WORK ITEM: From top to bottom, return the records that follow exactly.

SUPPLIED DATA:

———

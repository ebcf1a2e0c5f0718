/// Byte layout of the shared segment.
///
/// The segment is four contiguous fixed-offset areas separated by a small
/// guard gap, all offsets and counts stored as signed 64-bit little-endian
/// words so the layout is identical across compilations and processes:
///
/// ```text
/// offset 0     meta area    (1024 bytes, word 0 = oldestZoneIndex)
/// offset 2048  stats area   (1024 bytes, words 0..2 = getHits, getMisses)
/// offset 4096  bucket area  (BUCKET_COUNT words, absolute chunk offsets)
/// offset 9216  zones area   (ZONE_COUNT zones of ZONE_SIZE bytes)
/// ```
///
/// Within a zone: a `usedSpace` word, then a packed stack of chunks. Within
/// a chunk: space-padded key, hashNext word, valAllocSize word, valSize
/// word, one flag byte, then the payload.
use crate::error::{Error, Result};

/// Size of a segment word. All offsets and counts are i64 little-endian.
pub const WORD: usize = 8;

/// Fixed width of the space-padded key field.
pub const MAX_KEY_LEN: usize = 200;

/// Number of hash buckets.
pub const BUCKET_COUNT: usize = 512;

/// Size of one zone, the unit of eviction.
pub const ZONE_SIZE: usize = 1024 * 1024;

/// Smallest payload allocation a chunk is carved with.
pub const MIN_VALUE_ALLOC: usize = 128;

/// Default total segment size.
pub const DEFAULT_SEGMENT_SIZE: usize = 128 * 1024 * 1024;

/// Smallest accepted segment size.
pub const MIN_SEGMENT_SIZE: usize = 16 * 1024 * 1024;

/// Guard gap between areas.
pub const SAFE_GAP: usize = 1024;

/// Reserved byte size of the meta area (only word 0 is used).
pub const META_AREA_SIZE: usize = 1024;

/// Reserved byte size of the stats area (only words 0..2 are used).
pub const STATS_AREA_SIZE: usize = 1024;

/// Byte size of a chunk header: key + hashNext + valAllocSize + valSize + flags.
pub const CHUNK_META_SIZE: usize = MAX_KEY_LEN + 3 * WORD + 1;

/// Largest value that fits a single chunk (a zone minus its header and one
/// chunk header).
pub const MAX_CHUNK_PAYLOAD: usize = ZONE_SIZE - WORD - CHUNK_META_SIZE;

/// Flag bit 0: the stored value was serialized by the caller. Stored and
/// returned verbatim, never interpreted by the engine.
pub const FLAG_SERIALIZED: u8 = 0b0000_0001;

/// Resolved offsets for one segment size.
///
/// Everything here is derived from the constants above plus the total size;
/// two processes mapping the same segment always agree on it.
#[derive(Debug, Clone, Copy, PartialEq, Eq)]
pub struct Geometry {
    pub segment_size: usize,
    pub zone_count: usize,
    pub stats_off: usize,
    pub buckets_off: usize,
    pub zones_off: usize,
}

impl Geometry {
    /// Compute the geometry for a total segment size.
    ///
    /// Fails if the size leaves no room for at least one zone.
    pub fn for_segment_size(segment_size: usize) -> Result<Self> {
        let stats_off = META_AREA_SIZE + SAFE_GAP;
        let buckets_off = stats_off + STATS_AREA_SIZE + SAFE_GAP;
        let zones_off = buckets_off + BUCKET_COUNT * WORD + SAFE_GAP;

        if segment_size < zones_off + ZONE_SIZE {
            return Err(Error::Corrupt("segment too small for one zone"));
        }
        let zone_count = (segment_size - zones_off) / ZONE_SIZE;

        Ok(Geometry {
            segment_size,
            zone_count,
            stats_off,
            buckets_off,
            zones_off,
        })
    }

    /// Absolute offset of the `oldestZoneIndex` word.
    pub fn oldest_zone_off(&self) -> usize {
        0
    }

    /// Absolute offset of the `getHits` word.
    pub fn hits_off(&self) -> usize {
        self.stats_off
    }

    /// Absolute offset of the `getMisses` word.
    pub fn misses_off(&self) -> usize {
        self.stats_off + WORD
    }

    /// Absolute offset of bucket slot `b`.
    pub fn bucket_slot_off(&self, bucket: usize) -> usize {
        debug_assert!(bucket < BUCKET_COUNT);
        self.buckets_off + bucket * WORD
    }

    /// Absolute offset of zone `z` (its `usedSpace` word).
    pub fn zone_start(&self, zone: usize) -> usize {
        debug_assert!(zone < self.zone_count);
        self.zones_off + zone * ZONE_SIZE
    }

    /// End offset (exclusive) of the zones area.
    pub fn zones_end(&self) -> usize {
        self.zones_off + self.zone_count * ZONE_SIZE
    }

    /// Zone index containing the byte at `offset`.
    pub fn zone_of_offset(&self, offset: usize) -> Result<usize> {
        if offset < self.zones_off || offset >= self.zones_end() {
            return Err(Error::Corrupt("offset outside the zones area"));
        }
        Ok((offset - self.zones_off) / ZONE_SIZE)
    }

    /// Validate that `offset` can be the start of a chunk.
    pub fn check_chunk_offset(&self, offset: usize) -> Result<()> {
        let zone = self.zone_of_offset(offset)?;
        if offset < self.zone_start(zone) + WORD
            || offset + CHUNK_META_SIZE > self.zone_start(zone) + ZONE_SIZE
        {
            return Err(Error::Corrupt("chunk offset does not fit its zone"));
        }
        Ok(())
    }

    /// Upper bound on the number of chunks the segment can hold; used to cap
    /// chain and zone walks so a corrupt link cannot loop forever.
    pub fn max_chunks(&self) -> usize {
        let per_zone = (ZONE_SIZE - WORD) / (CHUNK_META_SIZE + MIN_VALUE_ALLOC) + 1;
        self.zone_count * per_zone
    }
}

———

SOLUTION FOR THIS EXERCISE:
repository ebcf1a2e0c5f0718
/// Byte layout of the shared segment.
///
/// The segment is four contiguous fixed-offset areas separated by a small
/// guard gap, all offsets and counts stored as signed 64-bit little-endian
/// words so the layout is identical across compilations and processes:
///
/// ```text
/// offset 0     meta area    (1024 bytes, word 0 = oldestZoneIndex)
/// offset 2048  stats area   (1024 bytes, words 0..2 = getHits, getMisses)
/// offset 4096  bucket area  (BUCKET_COUNT words, absolute chunk offsets)
/// offset 9216  zones area   (ZONE_COUNT zones of ZONE_SIZE bytes)
/// ```
///
/// Within a zone: a `usedSpace` word, then a packed stack of chunks. Within
/// a chunk: space-padded key, hashNext word, valAllocSize word, valSize
/// word, one flag byte, then the payload.
use crate::error::{Error, Result};

/// Size of a segment word. All offsets and counts are i64 little-endian.
pub const WORD: usize = 8;

/// Fixed width of the space-padded key field.
pub const MAX_KEY_LEN: usize = 200;

/// Number of hash buckets.
pub const BUCKET_COUNT: usize = 512;

/// Size of one zone, the unit of eviction.
pub const ZONE_SIZE: usize = 1024 * 1024;

/// Smallest payload allocation a chunk is carved with.
pub const MIN_VALUE_ALLOC: usize = 128;

/// Default total segment size.
pub const DEFAULT_SEGMENT_SIZE: usize = 128 * 1024 * 1024;

/// Smallest accepted segment size.
pub const MIN_SEGMENT_SIZE: usize = 16 * 1024 * 1024;

/// Guard gap between areas.
pub const SAFE_GAP: usize = 1024;

/// Reserved byte size of the meta area (only word 0 is used).
pub const META_AREA_SIZE: usize = 1024;

/// Reserved byte size of the stats area (only words 0..2 are used).
pub const STATS_AREA_SIZE: usize = 1024;

/// Byte size of a chunk header: key + hashNext + valAllocSize + valSize + flags.
pub const CHUNK_META_SIZE: usize = MAX_KEY_LEN + 3 * WORD + 1;

/// Largest value that fits a single chunk (a zone minus its header and one
/// chunk header).
pub const MAX_CHUNK_PAYLOAD: usize = ZONE_SIZE - WORD - CHUNK_META_SIZE;

/// Flag bit 0: the stored value was serialized by the caller. Stored and
/// returned verbatim, never interpreted by the engine.
pub const FLAG_SERIALIZED: u8 = 0b0000_0001;

/// Resolved offsets for one segment size.
///
/// Everything here is derived from the constants above plus the total size;
/// two processes mapping the same segment always agree on it.
#[derive(Debug, Clone, Copy, PartialEq, Eq)]
pub struct Geometry {
    pub segment_size: usize,
    pub zone_count: usize,
    pub stats_off: usize,
    pub buckets_off: usize,
    pub zones_off: usize,
}

impl Geometry {
    /// Compute the geometry for a total segment size.
    ///
    /// Fails if the size leaves no room for at least one zone.
    pub fn for_segment_size(segment_size: usize) -> Result<Self> {
        let stats_off = META_AREA_SIZE + SAFE_GAP;
        let buckets_off = stats_off + STATS_AREA_SIZE + SAFE_GAP;
        let zones_off = buckets_off + BUCKET_COUNT * WORD + SAFE_GAP;

        if segment_size < zones_off + ZONE_SIZE {
            return Err(Error::Corrupt("segment too small for one zone"));
        }
        let zone_count = (segment_size - zones_off) / ZONE_SIZE;

        Ok(Geometry {
            segment_size,
            zone_count,
            stats_off,
            buckets_off,
            zones_off,
        })
    }

    /// Absolute offset of the `oldestZoneIndex` word.
    pub fn oldest_zone_off(&self) -> usize {
        0
    }

    /// Absolute offset of the `getHits` word.
    pub fn hits_off(&self) -> usize {
        self.stats_off
    }

    /// Absolute offset of the `getMisses` word.
    pub fn misses_off(&self) -> usize {
        self.stats_off + WORD
    }

    /// Absolute offset of bucket slot `b`.
    pub fn bucket_slot_off(&self, bucket: usize) -> usize {
        debug_assert!(bucket < BUCKET_COUNT);
        self.buckets_off + bucket * WORD
    }

    /// Absolute offset of zone `z` (its `usedSpace` word).
    pub fn zone_start(&self, zone: usize) -> usize {
        debug_assert!(zone < self.zone_count);
        self.zones_off + zone * ZONE_SIZE
    }

    /// End offset (exclusive) of the zones area.
    pub fn zones_end(&self) -> usize {
        self.zones_off + self.zone_count * ZONE_SIZE
    }

    /// Zone index containing the byte at `offset`.
    pub fn zone_of_offset(&self, offset: usize) -> Result<usize> {
        if offset < self.zones_off || offset >= self.zones_end() {
            return Err(Error::Corrupt("offset outside the zones area"));
        }
        Ok((offset - self.zones_off) / ZONE_SIZE)
    }

    /// Validate that `offset` can be the start of a chunk.
    pub fn check_chunk_offset(&self, offset: usize) -> Result<()> {
        let zone = self.zone_of_offset(offset)?;
        if offset < self.zone_start(zone) + WORD
            || offset + CHUNK_META_SIZE > self.zone_start(zone) + ZONE_SIZE
        {
            return Err(Error::Corrupt("chunk offset does not fit its zone"));
        }
        Ok(())
    }

    /// Upper bound on the number of chunks the segment can hold; used to cap
    /// chain and zone walks so a corrupt link cannot loop forever.
    pub fn max_chunks(&self) -> usize {
        let per_zone = (ZONE_SIZE - WORD) / (CHUNK_META_SIZE + MIN_VALUE_ALLOC) + 1;
        self.zone_count * per_zone
    }
}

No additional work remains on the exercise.